Een dag eerder dan voorzien mocht ik naar huis. Bij het verlaten van de afdeling zwaaide Tibet me vanuit de verte enthousiast uit. Mijn echtgenote begeleidde me naar de auto, alsof ik een patiënt was. Ik voelde me kiplekker en had zo een rondje willen rennen in het nabijgelegen Nachtegalenpark. Onderweg naar huis bleek de wereld niet stil te hebben gestaan, de Sinksenfoor was zelfs al opgetuigd. 


En zodoende volg ik nu fitness. Van een vriend kreeg ik een oud trainingspak van het Belgisch leger, met grote opdruk: BELGIUM. En sportschoenen heb ik al evenmin, maar mijn echtgenote leent me een paar nieuwe sneakers, wat ik nog nooit droeg. Het valt niet tegen, die therapie, maar een fan zal ik niet worden. En het is zo ontiegelijk vroeg: om 8.15 uur, driemaal in de week. Maar ja, dan heb je de hele dag nog voor je. Ik ben wel de oudste, de kinesist maakt me wijs dat het komt omdat de oudere patiënten later op de dag komen, kwestie van uit te slapen. 


Ik zal dus meer moeten bewegen, meer actief lichamelijk bezig zijn. Want dat ben ik niet, ik beschouw mijn lichaam als een omhulsel, dat me soms parten speelt. In de grond ben ik van je pense donc je suis. Ik voel me hier op de revalidatie een vreemde eend in de bijt. De kinesisten doen alsof ze het niet zien en steunen me met raad en daad. 


Enkele dagen terug reageerde Schotse vriend Iain op mijn melding dat ik me uitstekend voel en zelfs enigszins euforisch.
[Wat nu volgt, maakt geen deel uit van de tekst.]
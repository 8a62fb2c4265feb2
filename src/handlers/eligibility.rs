//! Eligibility pre-check handlers

use axum::{
    extract::{Path, Query, State},
    http::StatusCode,
    Json,
};
use std::sync::Arc;
use uuid::Uuid;

use super::AdminUser;
use crate::eligibility::{EligibilityCheck, EligibilityQuery, EligibilityRequest, EligibilityService};
use crate::error::ApiError;
use crate::models::{ApiResponse, PaginatedResponse};

pub async fn submit_check(
    State(service): State<Arc<EligibilityService>>,
    Json(request): Json<EligibilityRequest>,
) -> Result<(StatusCode, Json<ApiResponse<EligibilityCheck>>), ApiError> {
    let check = service.submit(request).await?;
    Ok((StatusCode::CREATED, Json(ApiResponse::ok(check))))
}

pub async fn list_checks(
    State(service): State<Arc<EligibilityService>>,
    AdminUser(_admin): AdminUser,
    Query(query): Query<EligibilityQuery>,
) -> Result<Json<ApiResponse<PaginatedResponse<EligibilityCheck>>>, ApiError> {
    Ok(Json(ApiResponse::ok(service.list(query).await?)))
}

pub async fn get_check(
    State(service): State<Arc<EligibilityService>>,
    AdminUser(_admin): AdminUser,
    Path(id): Path<Uuid>,
) -> Result<Json<ApiResponse<EligibilityCheck>>, ApiError> {
    Ok(Json(ApiResponse::ok(service.get(id).await?)))
}
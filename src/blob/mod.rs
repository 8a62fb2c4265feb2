//! Document blob storage
//!
//! Stored files are addressed by an opaque `/uploads/<file>` URL.

use std::collections::HashMap;
use std::path::PathBuf;

use async_trait::async_trait;
use axum::body::Bytes;
use thiserror::Error;
use tokio::sync::RwLock;
use uuid::Uuid;

pub const URL_PREFIX: &str = "/uploads/";

#[derive(Error, Debug)]
pub enum BlobError {
    #[error("Blob write failed: {0}")]
    Write(String),

    #[error("Blob delete failed: {0}")]
    Delete(String),

    #[error("Not a blob url: {0}")]
    ForeignUrl(String),
}

#[async_trait]
pub trait BlobStore: Send + Sync {
    /// Store `bytes` and return the URL to reference them by
    async fn put(&self, extension: &str, bytes: Bytes) -> Result<String, BlobError>;
    async fn delete(&self, url: &str) -> Result<(), BlobError>;
}

fn new_file_name(extension: &str) -> String {
    format!("{}.{}", Uuid::new_v4(), extension.to_ascii_lowercase())
}

fn file_name_of(url: &str) -> Result<&str, BlobError> {
    url.strip_prefix(URL_PREFIX)
        .filter(|name| !name.is_empty() && !name.contains('/') && !name.contains(".."))
        .ok_or_else(|| BlobError::ForeignUrl(url.to_string()))
}

/// Files under a local directory, served at `/uploads`
pub struct LocalBlobStore {
    root: PathBuf,
}

impl LocalBlobStore {
    pub async fn new(root: PathBuf) -> Result<Self, BlobError> {
        tokio::fs::create_dir_all(&root)
            .await
            .map_err(|e| BlobError::Write(format!("{}: {e}", root.display())))?;
        Ok(Self { root })
    }
}

#[async_trait]
impl BlobStore for LocalBlobStore {
    async fn put(&self, extension: &str, bytes: Bytes) -> Result<String, BlobError> {
        let name = new_file_name(extension);
        tokio::fs::write(self.root.join(&name), &bytes)
            .await
            .map_err(|e| BlobError::Write(e.to_string()))?;
        tracing::debug!(file = %name, size = bytes.len(), "Stored upload");
        Ok(format!("{URL_PREFIX}{name}"))
    }

    async fn delete(&self, url: &str) -> Result<(), BlobError> {
        let name = file_name_of(url)?;
        tokio::fs::remove_file(self.root.join(name))
            .await
            .map_err(|e| BlobError::Delete(e.to_string()))
    }
}

/// Blobs held in memory
#[derive(Default)]
pub struct MemoryBlobStore {
    files: RwLock<HashMap<String, Bytes>>,
}

impl MemoryBlobStore {
    pub fn new() -> Self {
        Self::default()
    }

    pub async fn len(&self) -> usize {
        self.files.read().await.len()
    }

    pub async fn is_empty(&self) -> bool {
        self.files.read().await.is_empty()
    }

    pub async fn get(&self, url: &str) -> Option<Bytes> {
        self.files.read().await.get(url).cloned()
    }
}

#[async_trait]
impl BlobStore for MemoryBlobStore {
    async fn put(&self, extension: &str, bytes: Bytes) -> Result<String, BlobError> {
        let url = format!("{URL_PREFIX}{}", new_file_name(extension));
        self.files.write().await.insert(url.clone(), bytes);
        Ok(url)
    }

    async fn delete(&self, url: &str) -> Result<(), BlobError> {
        file_name_of(url)?;
        self.files.write().await.remove(url);
        Ok(())
    }
}
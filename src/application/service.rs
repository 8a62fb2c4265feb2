//! Application intake and review
//!
//! Intake validates everything before the first write. Once the application
//! row exists, later failures (email) only produce warnings.

use std::collections::{BTreeMap, HashSet};
use std::sync::Arc;

use serde::Serialize;
use sqlx::types::chrono::Utc;
use uuid::Uuid;
use validator::Validate;

use super::emi::calculate_emi;
use super::intake::{FileGroup, SubmissionForm, DYNAMIC_FILE_PREFIX};
use super::model::{
    format_application_number, Actor, Application, ApplicationStatus, Document, DocumentStatus,
    DocumentType, LoanDetails, PersonalInfo, UpdateApplicationRequest,
};
use super::review::{self, Decision};
use crate::blob::BlobStore;
use crate::error::{ApiError, ApiResult};
use crate::forms::{
    parse_dynamic_values, validate_values, FieldKind, FieldValue, FormFieldDefinition,
    FormSchemaService,
};
use crate::notify::{templates, EmailMessage, Notifier};
use crate::store::{ApplicationRepository, CatalogRepository, UserRepository};

/// Application plus any non-fatal problems hit after it was saved
#[derive(Debug, Serialize)]
pub struct Outcome {
    pub application: Application,
    pub warnings: Vec<String>,
}

#[derive(Clone)]
pub struct ApplicationService {
    applications: Arc<dyn ApplicationRepository>,
    catalog: Arc<dyn CatalogRepository>,
    users: Arc<dyn UserRepository>,
    forms: FormSchemaService,
    blobs: Arc<dyn BlobStore>,
    notifier: Arc<dyn Notifier>,
}

impl ApplicationService {
    pub fn new(
        applications: Arc<dyn ApplicationRepository>,
        catalog: Arc<dyn CatalogRepository>,
        users: Arc<dyn UserRepository>,
        forms: FormSchemaService,
        blobs: Arc<dyn BlobStore>,
        notifier: Arc<dyn Notifier>,
    ) -> Self {
        Self {
            applications,
            catalog,
            users,
            forms,
            blobs,
            notifier,
        }
    }

    /// Validate, store documents, persist and confirm a new application
    pub async fn submit(&self, actor: &Actor, form: SubmissionForm) -> ApiResult<Outcome> {
        let loan_id = form
            .loan_id
            .ok_or_else(|| ApiError::validation("loanId is required", vec!["loanId".into()]))?;
        let loan = self
            .catalog
            .get_loan(loan_id)
            .await?
            .ok_or_else(|| ApiError::NotFound("Loan not found".to_string()))?;
        if !loan.is_active {
            return Err(ApiError::BadRequest("Loan is not accepting applications".into()));
        }

        let (amount, tenure) = form.loan_details.normalize()?;
        loan.check_amount(amount)?;
        loan.check_tenure(tenure)?;

        let personal_info = validated_personal_info(form.personal_info.clone())?;

        let schema = self.forms.effective_for_loan(&loan).await?;
        let uploaded = dynamic_uploads(&schema, &form)?;
        validate_values(&schema, &form.dynamic_fields, &uploaded)?;

        let interest_rate = loan.annual_rate();
        let emi = calculate_emi(amount, interest_rate, tenure);

        let SubmissionForm {
            address,
            employment_info,
            loan_details,
            mut dynamic_fields,
            files,
            ..
        } = form;

        let documents = self.store_documents(files).await?;
        let stored: Vec<String> = documents.iter().map(|d| d.url.clone()).collect();

        let mut file_refs: BTreeMap<String, Vec<String>> = BTreeMap::new();
        for doc in &documents {
            if let DocumentType::Dynamic(field) = &doc.doc_type {
                file_refs.entry(field.clone()).or_default().push(doc.url.clone());
            }
        }
        for (field, urls) in file_refs {
            dynamic_fields.insert(field, FieldValue::List(urls));
        }

        let seq = match self.applications.next_application_seq().await {
            Ok(seq) => seq,
            Err(e) => {
                self.discard_blobs(&stored).await;
                return Err(e.into());
            }
        };

        let now = Utc::now();
        let application = Application {
            id: Uuid::new_v4(),
            application_number: format_application_number(now, seq),
            user_id: actor.user_id,
            loan_id: loan.id,
            loan_type: loan.loan_type,
            personal_info,
            address,
            employment_info,
            loan_details: LoanDetails {
                loan_amount: amount,
                loan_tenure: tenure,
                interest_rate,
                emi,
                purpose: loan_details.purpose,
            },
            dynamic_fields,
            documents,
            status: ApplicationStatus::Submitted,
            submitted_at: Some(now),
            approved_at: None,
            approved_by: None,
            rejected_at: None,
            rejected_by: None,
            rejection_reason: None,
            created_at: now,
            updated_at: now,
        };

        if let Err(e) = self.applications.insert_application(&application).await {
            self.discard_blobs(&stored).await;
            return Err(e.into());
        }

        tracing::info!(
            application_id = %application.id,
            application_number = %application.application_number,
            loan_id = %loan.id,
            documents = application.documents.len(),
            "Application submitted"
        );

        let message =
            templates::application_submitted(&application.personal_info.email, &application);
        let warnings = self.notify(message).await.into_iter().collect();

        Ok(Outcome {
            application,
            warnings,
        })
    }

    /// Own applications, or all of them for admins
    pub async fn list(&self, actor: &Actor) -> ApiResult<Vec<Application>> {
        let owner = (!actor.is_admin()).then_some(actor.user_id);
        Ok(self.applications.list_applications(owner).await?)
    }

    pub async fn get(&self, actor: &Actor, id: Uuid) -> ApiResult<Application> {
        let app = self.find(id).await?;
        review::ensure_can_view(&app, actor)?;
        Ok(app)
    }

    /// Edit applicant-supplied sections; amounts, rate, EMI and status stay fixed
    pub async fn update(
        &self,
        actor: &Actor,
        id: Uuid,
        request: UpdateApplicationRequest,
    ) -> ApiResult<Application> {
        let mut app = self.find(id).await?;
        review::ensure_can_update(&app, actor)?;

        if let Some(info) = request.personal_info {
            app.personal_info = validated_personal_info(Some(info))?;
        }
        if let Some(address) = request.address {
            app.address = address;
        }
        if let Some(employment) = request.employment_info {
            app.employment_info = employment;
        }
        if let Some(purpose) = request.purpose {
            app.loan_details.purpose = Some(purpose);
        }
        if let Some(raw) = request.dynamic_fields {
            let mut values = parse_dynamic_values(raw)?;
            // File references are owned by the intake pipeline
            for (field, value) in &app.dynamic_fields {
                if app
                    .documents
                    .iter()
                    .any(|d| d.doc_type == DocumentType::Dynamic(field.clone()))
                {
                    values.insert(field.clone(), value.clone());
                }
            }
            if let Some(loan) = self.catalog.get_loan(app.loan_id).await? {
                let schema = self.forms.effective_for_loan(&loan).await?;
                let uploaded: HashSet<String> = app
                    .documents
                    .iter()
                    .filter_map(|d| match &d.doc_type {
                        DocumentType::Dynamic(field) => Some(field.clone()),
                        _ => None,
                    })
                    .collect();
                validate_values(&schema, &values, &uploaded)?;
            }
            app.dynamic_fields = values;
        }

        app.updated_at = Utc::now();
        self.applications.update_application(&app).await?;
        tracing::info!(application_id = %app.id, actor = %actor.user_id, "Application updated");
        Ok(app)
    }

    pub async fn approve(&self, actor: &Actor, id: Uuid) -> ApiResult<Outcome> {
        let app = self.decide(actor, id, Decision::Approve).await?;
        let to = self.recipient(&app).await;
        let warnings = self
            .notify(templates::application_approved(&to, &app))
            .await
            .into_iter()
            .collect();
        Ok(Outcome {
            application: app,
            warnings,
        })
    }

    pub async fn reject(&self, actor: &Actor, id: Uuid, reason: Option<String>) -> ApiResult<Outcome> {
        let app = self.decide(actor, id, Decision::Reject { reason }).await?;
        let to = self.recipient(&app).await;
        let warnings = self
            .notify(templates::application_rejected(&to, &app))
            .await
            .into_iter()
            .collect();
        Ok(Outcome {
            application: app,
            warnings,
        })
    }

    /// Move a non-terminal application into the decided state
    async fn decide(&self, actor: &Actor, id: Uuid, decision: Decision) -> ApiResult<Application> {
        review::ensure_can_decide(actor)?;
        let current = self.find(id).await?;
        review::ensure_transitionable(&current)?;

        let change = decision.into_change(actor, Utc::now());
        let status = change.status;
        let app = self
            .applications
            .transition(id, &ApplicationStatus::NON_TERMINAL, &change)
            .await?
            .ok_or_else(|| {
                ApiError::Conflict(format!(
                    "Application {} was decided concurrently",
                    current.application_number
                ))
            })?;

        tracing::info!(
            application_id = %app.id,
            application_number = %app.application_number,
            status = ?status,
            actor = %actor.user_id,
            "Application decided"
        );
        Ok(app)
    }

    async fn find(&self, id: Uuid) -> ApiResult<Application> {
        self.applications
            .get_application(id)
            .await?
            .ok_or_else(|| ApiError::NotFound("Application not found".to_string()))
    }

    /// Account email of the owner, falling back to the form's email
    async fn recipient(&self, app: &Application) -> String {
        match self.users.get_user(app.user_id).await {
            Ok(Some(user)) => user.email,
            Ok(None) => app.personal_info.email.clone(),
            Err(e) => {
                tracing::warn!(user_id = %app.user_id, error = %e, "Owner lookup failed");
                app.personal_info.email.clone()
            }
        }
    }

    /// Send a message; a failure becomes a warning string
    async fn notify(&self, message: EmailMessage) -> Option<String> {
        let subject = message.subject.clone();
        match self.notifier.send(message).await {
            Ok(()) => None,
            Err(e) => {
                tracing::warn!(subject = %subject, error = %e, "Notification failed");
                Some(format!("Notification email could not be sent: {e}"))
            }
        }
    }

    async fn store_documents(
        &self,
        files: Vec<super::intake::UploadedFile>,
    ) -> ApiResult<Vec<Document>> {
        let mut documents = Vec::with_capacity(files.len());
        for file in files {
            match self.blobs.put(&file.extension, file.bytes).await {
                Ok(url) => documents.push(Document {
                    doc_type: file.group.document_type(),
                    name: file.file_name,
                    url,
                    status: DocumentStatus::Pending,
                    uploaded_at: Utc::now(),
                }),
                Err(e) => {
                    let stored: Vec<String> = documents.iter().map(|d| d.url.clone()).collect();
                    self.discard_blobs(&stored).await;
                    return Err(e.into());
                }
            }
        }
        Ok(documents)
    }

    async fn discard_blobs(&self, urls: &[String]) {
        for url in urls {
            if let Err(e) = self.blobs.delete(url).await {
                tracing::warn!(url = %url, error = %e, "Failed to remove orphaned upload");
            }
        }
    }
}

fn validated_personal_info(info: Option<PersonalInfo>) -> ApiResult<PersonalInfo> {
    let info = info
        .ok_or_else(|| ApiError::validation("personalInfo is required", vec!["personalInfo".into()]))?
        .normalized();
    info.validate()?;
    Ok(info)
}

/// Names of dynamic File fields with uploads; uploads for any other name are rejected
fn dynamic_uploads(schema: &[FormFieldDefinition], form: &SubmissionForm) -> ApiResult<HashSet<String>> {
    let file_fields: HashSet<&str> = schema
        .iter()
        .filter(|f| f.kind == FieldKind::File)
        .map(|f| f.name.as_str())
        .collect();

    let mut uploaded = HashSet::new();
    let mut unknown = Vec::new();
    for file in &form.files {
        if let FileGroup::Dynamic(field) = &file.group {
            if file_fields.contains(field.as_str()) {
                uploaded.insert(field.clone());
            } else {
                unknown.push(format!("{DYNAMIC_FILE_PREFIX}{field}"));
            }
        }
    }

    if unknown.is_empty() {
        Ok(uploaded)
    } else {
        unknown.sort();
        unknown.dedup();
        Err(ApiError::validation(
            format!("Uploads for unknown file fields: {}", unknown.join(", ")),
            unknown,
        ))
    }
}
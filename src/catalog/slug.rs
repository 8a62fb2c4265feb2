//! Deterministic slugs for loan and category names

/// Lowercase ASCII alphanumerics joined by single dashes.
///
/// Non-ASCII characters and punctuation are dropped, so "Home & Car Loans!"
/// becomes `home-car-loans`.
pub fn slugify(name: &str) -> String {
    let mut slug = String::with_capacity(name.len());
    let mut pending_dash = false;

    for ch in name.chars() {
        if ch.is_ascii_alphanumeric() {
            if pending_dash && !slug.is_empty() {
                slug.push('-');
            }
            pending_dash = false;
            slug.push(ch.to_ascii_lowercase());
        } else if ch.is_whitespace() || ch == '-' || ch == '_' {
            pending_dash = true;
        }
    }

    slug
}

#[cfg(test)]
mod tests {
    use super::*;

    #[test]
    fn test_slugify_basic() {
        assert_eq!(slugify("Personal Loan"), "personal-loan");
        assert_eq!(slugify("  Home & Car   Loans! "), "home-car-loans");
        assert_eq!(slugify("Two-Wheeler_Loan"), "two-wheeler-loan");
    }

    #[test]
    fn test_slugify_is_deterministic() {
        assert_eq!(slugify("Gold Loan"), slugify("gold  loan"));
    }

    #[test]
    fn test_slugify_drops_symbols_only_names() {
        assert_eq!(slugify("!!!"), "");
    }
}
Of ik misschien een Pact van Faust had gesloten?! En ja, eergisteren werd er aangebeld. Een oudere getuige van Jehovah en een jongere collega wilden me spreken over de bijbel. Waren zij vermomde duivels? Ik heb niets getekend. 


Herman van Schoten, Schoten, België, 04/06/2023.